Google translates this as
Your mouth and lip licking, Menneas, catelle. I am not surprised, merda, if you like to be for the dog.
Which I assume is horribly wrong. Is it possible to translate for us non-worldly folks who only know English? :-)
The translation from Latin is roughly
The little dog licks your mouth and lips.
Not a surprise: dogs like to eat shits.
It’s one of Martial’s Epygrams.
Not even one of the worse!
It’s worth noticing how nothing else remains of Menneia. And the same can be said of several people targeted by his insults.
speech between two non-Americans (a Pole and a Finn) communicating in a second language.
How is that relevant? On my current team, we have developers from Argentina, Bosnia, Brazil, China, India, Korea, and Poland, as well as several Americans (myself included). Yet as far as I can recall from the year that I’ve been on this team so far, all of our written communication has been civil. And even in spoken communication, as far as I can recall, nobody uses profanity to berate one another. To be fair, this is in a US-based corporate environment. Still, I don’t believe English being a second language is a reason to not be civil in written communication.
You’re comparing Linux, a Finnish-invented, international, volunteer-based non-corporate project to a US-based corporate environment, and judging Linus’ communications against your perception of a US-based corporate environment. You’re doing the same thing as the author, projecting your own values onto something that doesn’t share those values.
Additionally, by putting the words I’ve said, and following that up with a reference to a US-based corporate environment, you’ve judged the words of a non-American who wasn’t speaking to you by your own US-based corporate standards.
I hope that helps you understand my point more clearly. My point isn’t that Linus does or doesn’t act an asshole (he does), but that expecting non-Americans to adhere to American values, standards or norms is unrealistic at best, and cultural colonialism at worst.
For older hackers, the code is all that matters, niceties be damned. [..]
Some of this is a product of money coming in since the 90s, and people who never would’ve been hackers in the past are hackers now.
No, people who would’ve never been hackers in the past, are not hackers now either.
And hackers have always cared about more than code. Hacking has always been a political act.
Linus is not a jerk, his behaviour is pretty deliberate. He does not want to conform.
He is not much different from Dijkstra, Stallman or Assange.
Today, cool kids who do not understand what hacking is, insult hackers while calling themselves hackers.
Guess what? Hackers do care about your polite corporate image as much as they do care about dress code.
There are definitely cultural issues at play.
Not an issue. It’s a feature! Hackers around the world are different.
And we are proud of the differences, because they help us to break mainstream groupthink.
Hacking has always been a political act.
This is a really interesting idea! I’m seeing this kind of idea more and more these days and I haven’t been able to work out what it means.
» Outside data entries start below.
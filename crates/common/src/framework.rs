use std::process::ExitCode;

use crate::gfx::{DeviceError, GraphicsContext, GraphicsDevice, ShaderError, TextureError};
use crate::input::Key;
use crate::model::ModelError;
use crate::Config;

#[cfg(windows)]
mod win32;
#[cfg(windows)]
pub use win32::run;

/// The backend the tutorial binaries run on.
#[cfg(windows)]
pub type NativeDevice = crate::gfx::d3d11::Device;
#[cfg(not(windows))]
pub type NativeDevice = crate::gfx::headless::HeadlessDevice;

#[derive(Debug, thiserror::Error)]
pub enum FrameworkError {
    #[error(transparent)]
    Shader(#[from] ShaderError),
    #[error(transparent)]
    Device(#[from] DeviceError),
    #[error(transparent)]
    Model(#[from] ModelError),
    #[error(transparent)]
    Texture(#[from] TextureError),
    #[cfg(windows)]
    #[error("window system error: {0}")]
    Window(#[from] windows::core::Error),
}

/// A demo driven by the window loop, one [`run_frame`] per iteration.
pub trait Application {
    type Device: GraphicsDevice;

    fn title(&self) -> &str;

    /// Called once with the device before the first frame. An error aborts startup.
    fn initialize(&mut self, device: &Self::Device) -> Result<(), FrameworkError>;

    /// Advances the scene by `dt` seconds.
    fn update(&mut self, dt: f32) -> Result<(), FrameworkError>;

    fn render<C>(&mut self, context: &mut C) -> Result<(), FrameworkError>
    where
        C: GraphicsContext<Device = Self::Device>;

    fn key_changed(&mut self, _key: Key, _pressed: bool) {}
}

#[derive(Debug, Default, Clone, Copy, PartialEq, Eq)]
pub struct FrameReport {
    pub update_failed: bool,
    pub render_failed: bool,
}

/// Runs one update and one render. A failing stage is logged and skipped;
/// the next frame runs regardless.
pub fn run_frame<A, C>(app: &mut A, context: &mut C, dt: f32) -> FrameReport
where
    A: Application,
    C: GraphicsContext<Device = A::Device>,
{
    let update_failed = app
        .update(dt)
        .inspect_err(|e| log::error!("Failed to update frame: {e}"))
        .is_err();
    let render_failed = app
        .render(context)
        .inspect_err(|e| log::error!("Failed to render frame: {e}"))
        .is_err();

    FrameReport {
        update_failed,
        render_failed,
    }
}

/// Shared `main` of the tutorial binaries: sets up logging and configuration,
/// builds the application and runs it until its window closes.
pub fn launch<A, F>(make_app: F) -> ExitCode
where
    A: Application<Device = NativeDevice>,
    F: FnOnce(&Config) -> A,
{
    crate::init_logging();

    let mut config = match crate::parse_args(std::env::args_os()) {
        Ok(config) => config,
        // Prints help and usage errors the way clap formats them.
        Err(e) => e.exit(),
    };
    crate::enter_executable_dir(&mut config);

    let mut app = make_app(&config);
    match launch_native(&config, &mut app) {
        Ok(()) => ExitCode::SUCCESS,
        Err(e) => {
            log::error!("{} stopped: {e}", app.title());
            ExitCode::FAILURE
        }
    }
}

#[cfg(windows)]
fn launch_native<A>(config: &Config, app: &mut A) -> Result<(), FrameworkError>
where
    A: Application<Device = NativeDevice>,
{
    run(config, app)
}

/// Without Direct3D the application is initialized against the recording
/// backend and a single frame is rendered.
#[cfg(not(windows))]
fn launch_native<A>(_config: &Config, app: &mut A) -> Result<(), FrameworkError>
where
    A: Application<Device = NativeDevice>,
{
    use crate::gfx::headless::{HeadlessContext, HeadlessDevice};

    log::warn!("Direct3D 11 is unavailable on this platform, rendering one headless frame");

    let device = HeadlessDevice::new();
    app.initialize(&device)
        .inspect_err(|e| log::error!("Failed to initialize {}: {e}", app.title()))?;

    let mut context = HeadlessContext::new();
    let report = run_frame(app, &mut context, 0.0);
    log::info!(
        "Recorded {} commands and {} draws (update failed: {}, render failed: {})",
        context.commands().len(),
        context.draw_count(),
        report.update_failed,
        report.render_failed
    );
    Ok(())
}

#[cfg(test)]
mod tests {
    use super::*;
    use crate::color::Color;
    use crate::gfx::headless::{Command, HeadlessContext, HeadlessDevice};

    #[derive(Default)]
    struct Counter {
        elapsed: f32,
        fail_update: bool,
        keys: Vec<(Key, bool)>,
    }

    impl Application for Counter {
        type Device = HeadlessDevice;

        fn title(&self) -> &str {
            "counter"
        }

        fn initialize(&mut self, _device: &HeadlessDevice) -> Result<(), FrameworkError> {
            Ok(())
        }

        fn update(&mut self, dt: f32) -> Result<(), FrameworkError> {
            if self.fail_update {
                return Err(ShaderError::NotInitialized.into());
            }
            self.elapsed += dt;
            Ok(())
        }

        fn render<C>(&mut self, context: &mut C) -> Result<(), FrameworkError>
        where
            C: GraphicsContext<Device = HeadlessDevice>,
        {
            context.clear(Color::INDIGO);
            Ok(())
        }

        fn key_changed(&mut self, key: Key, pressed: bool) {
            self.keys.push((key, pressed));
        }
    }

    #[test]
    fn frame_updates_then_renders() {
        let mut app = Counter::default();
        let mut context = HeadlessContext::new();

        let report = run_frame(&mut app, &mut context, 0.25);
        assert_eq!(report, FrameReport::default());
        assert_eq!(app.elapsed, 0.25);
        assert_eq!(
            context.commands(),
            &[Command::Clear {
                color: Color::INDIGO
            }]
        );
    }

    #[test]
    fn failed_update_still_renders() {
        let mut app = Counter {
            fail_update: true,
            ..Default::default()
        };
        let mut context = HeadlessContext::new();

        let report = run_frame(&mut app, &mut context, 1.0);
        assert!(report.update_failed);
        assert!(!report.render_failed);
        assert_eq!(context.commands().len(), 1);
    }

    #[test]
    fn key_events_reach_app() {
        let mut app = Counter::default();
        app.key_changed(Key::W, true);
        assert_eq!(app.keys, vec![(Key::W, true)]);
    }
}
I guess you don’t mean something as specific as “Hacking has always been in favour of a particular political ideology” nor something as general as “Hacking has always had an effect on reality”. So could you say something more precise about what you mean by that?
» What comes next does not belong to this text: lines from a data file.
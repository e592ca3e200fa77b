pub use glam::*;
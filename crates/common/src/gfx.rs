//! Backend-agnostic building blocks shared by the shader bridges.

pub mod constant;
pub mod device;
pub mod headless;
pub mod light;
pub mod render_call;
pub mod shader;
pub mod texture;

#[cfg(windows)]
pub mod d3d11;

pub use constant::{ConstantBlock, LitShader, SceneConstants};
pub use device::{
    Buffer, DeviceError, GraphicsContext, GraphicsDevice, InputElement, ResourceKind,
    VertexFormat,
};
pub use light::{DirectionalLight, Material};
pub use render_call::{RenderCall, Vertex};
pub use shader::{BytecodeLoad, ShaderError, ShaderPaths, ShaderProgram};
pub use texture::{Texture, TextureData, TextureError};
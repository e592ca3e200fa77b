use std::process::ExitCode;

use setup::SetupApp;

fn main() -> ExitCode {
    common::framework::launch(SetupApp::new)
}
This is a good question that is worth of a deep answer. I’ll rush a fast one here, but I might write something more in the near future.
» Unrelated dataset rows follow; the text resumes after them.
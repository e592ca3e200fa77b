//! The first tutorial step: open a window, import a model and clear the screen.

use std::marker::PhantomData;
use std::path::PathBuf;

use common::color::Color;
use common::framework::{Application, FrameworkError};
use common::gfx::{GraphicsContext, GraphicsDevice};
use common::model::{self, MeshData};
use common::Config;

pub const DEFAULT_MODEL: &str = "assets/man.obj";

pub struct SetupApp<D> {
    model_path: PathBuf,
    meshes: Vec<MeshData>,
    _device: PhantomData<fn(&D)>,
}

impl<D: GraphicsDevice> SetupApp<D> {
    pub fn new(config: &Config) -> Self {
        Self {
            model_path: config.model_path_or(DEFAULT_MODEL).to_path_buf(),
            meshes: Vec::new(),
            _device: PhantomData,
        }
    }

    pub fn meshes(&self) -> &[MeshData] {
        &self.meshes
    }
}

impl<D: GraphicsDevice> Application for SetupApp<D> {
    type Device = D;

    fn title(&self) -> &str {
        "Setup"
    }

    fn initialize(&mut self, _device: &D) -> Result<(), FrameworkError> {
        self.meshes = model::load_obj(&self.model_path)?;

        log::info!("Number of meshes found in file: {}", self.meshes.len());
        if let Some(first) = self.meshes.first() {
            log::info!("Number of vertices in first mesh: {}", first.vertex_count());
        }
        Ok(())
    }

    fn update(&mut self, _dt: f32) -> Result<(), FrameworkError> {
        Ok(())
    }

    fn render<C>(&mut self, context: &mut C) -> Result<(), FrameworkError>
    where
        C: GraphicsContext<Device = D>,
    {
        context.clear(Color::BLACK);
        Ok(())
    }
}

#[cfg(test)]
mod tests {
    use super::*;
    use common::framework::run_frame;
    use common::gfx::headless::{Command, HeadlessContext, HeadlessDevice};
    use common::model::ModelError;

    fn config_with_model(path: &std::path::Path) -> Config {
        let args = ["setup", "--model"].map(String::from).into_iter();
        common::parse_args(args.chain([path.display().to_string()])).unwrap()
    }

    #[test]
    fn imports_model_on_initialize() {
        let dir = std::env::temp_dir().join(format!("setup-import-{}", std::process::id()));
        std::fs::create_dir_all(&dir).unwrap();
        let path = dir.join("quad.obj");
        std::fs::write(
            &path,
            "v 0 0 0\nv 1 0 0\nv 1 1 0\nv 0 1 0\nf 1 2 3\nf 1 3 4\n",
        )
        .unwrap();

        let mut app = SetupApp::<HeadlessDevice>::new(&config_with_model(&path));
        app.initialize(&HeadlessDevice::new()).unwrap();

        assert_eq!(app.meshes().len(), 1);
        assert_eq!(app.meshes()[0].vertex_count(), 4);
        assert_eq!(app.meshes()[0].triangle_count(), 2);
    }

    #[test]
    fn missing_model_aborts_initialize() {
        let path = std::env::temp_dir().join("setup-does-not-exist.obj");
        let mut app = SetupApp::<HeadlessDevice>::new(&config_with_model(&path));

        assert!(matches!(
            app.initialize(&HeadlessDevice::new()),
            Err(FrameworkError::Model(ModelError::Load { .. }))
        ));
    }

    #[test]
    fn frame_clears_to_black() {
        let mut app = SetupApp::<HeadlessDevice>::new(&Config::default());
        let mut context = HeadlessContext::new();

        let report = run_frame(&mut app, &mut context, 0.016);
        assert!(!report.update_failed && !report.render_failed);
        assert_eq!(
            context.commands(),
            &[Command::Clear {
                color: Color::BLACK
            }]
        );
    }
}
All hacks are political, but some are more evidently so. An example is Stallman’s GNU GPL. Actually the whole GNU project is very political. Almost as political as BSDs. Another evidently political hack was done by Cambridge Analytica with Facebook’s user data.
The core value of hackers activity is curiosity: hackers want to learn. We value freedom and sharing as a mean to get more knowledge for the humanity.
As such, hacking is always political: its goal is always to affect (theoretically, to improve) the community in one way or another.
Challenging laws or authorities is something that follows naturally from such value, but it’s not done to get power or profit, just to learn (and show) something new. This shows how misleading is who distinguish hats’ colours: if you are an hacker you won’t have problems to violate stupid laws to learn and/or share some knowledge, be it a secret military cablage, how to break a DRM system or how to modify a game console: it’s not the economical benefit you are looking for, but the knowledge. The very simple fact that some knowledge is restricted, forbidden or simply unexplored, is a strong incentive for an hacker to try to gain it, using her knowledge and creativity.
But even the most apparently innocent hack is political!
See Rust, Go, Haskell or Oberon: each with its own vision of how and who should program and of what one should expect from a software.
See HTTP browsers: very political tools that let strangers from a different state run code (soon assembly-like) on your pc (ironically with your consent!).
See Windows, Debian GNU/Linux or OpenBSD: each powerful operating systems which their own values and strong political vision (yes, even OpenBSD).
See ESR appropriation of the jergon file (not much curiosity here actually, just a pursuit for power)!
Curiosity is not the only value of an hacker, but all hackers share such value.
Now, this is also a value each hacker express in a different way: I want everyone to become an hacker, because I think this would benefit the whole humanity. Others don’t want to talk about the political responsibility of hacking because they align with the regime they live in (be it Silicon Valley, Raqqa, Moscow or whatever), and politically aware hackers might subvert it.
But even if you don’t want to acknowledge such responsibility, if you hack, you are politically active, for better or worse.
That’s also the main difference between free software and open source software, for example: free software fully acknowledge such ethical (and thus political) responsibility, open source negate it.
Hacking has always been a political act.
So if I understand you correctly you are saying something much closer to “Hacking has always attempted to change the world” than “Hacking has always been in support of a political party”.
Politics is to political parties, what economy is to bankers.
If you read “Hacking has always been a political act” as something related to political parties, you should really delve deeper in the history of politics from ancient Athens onwards.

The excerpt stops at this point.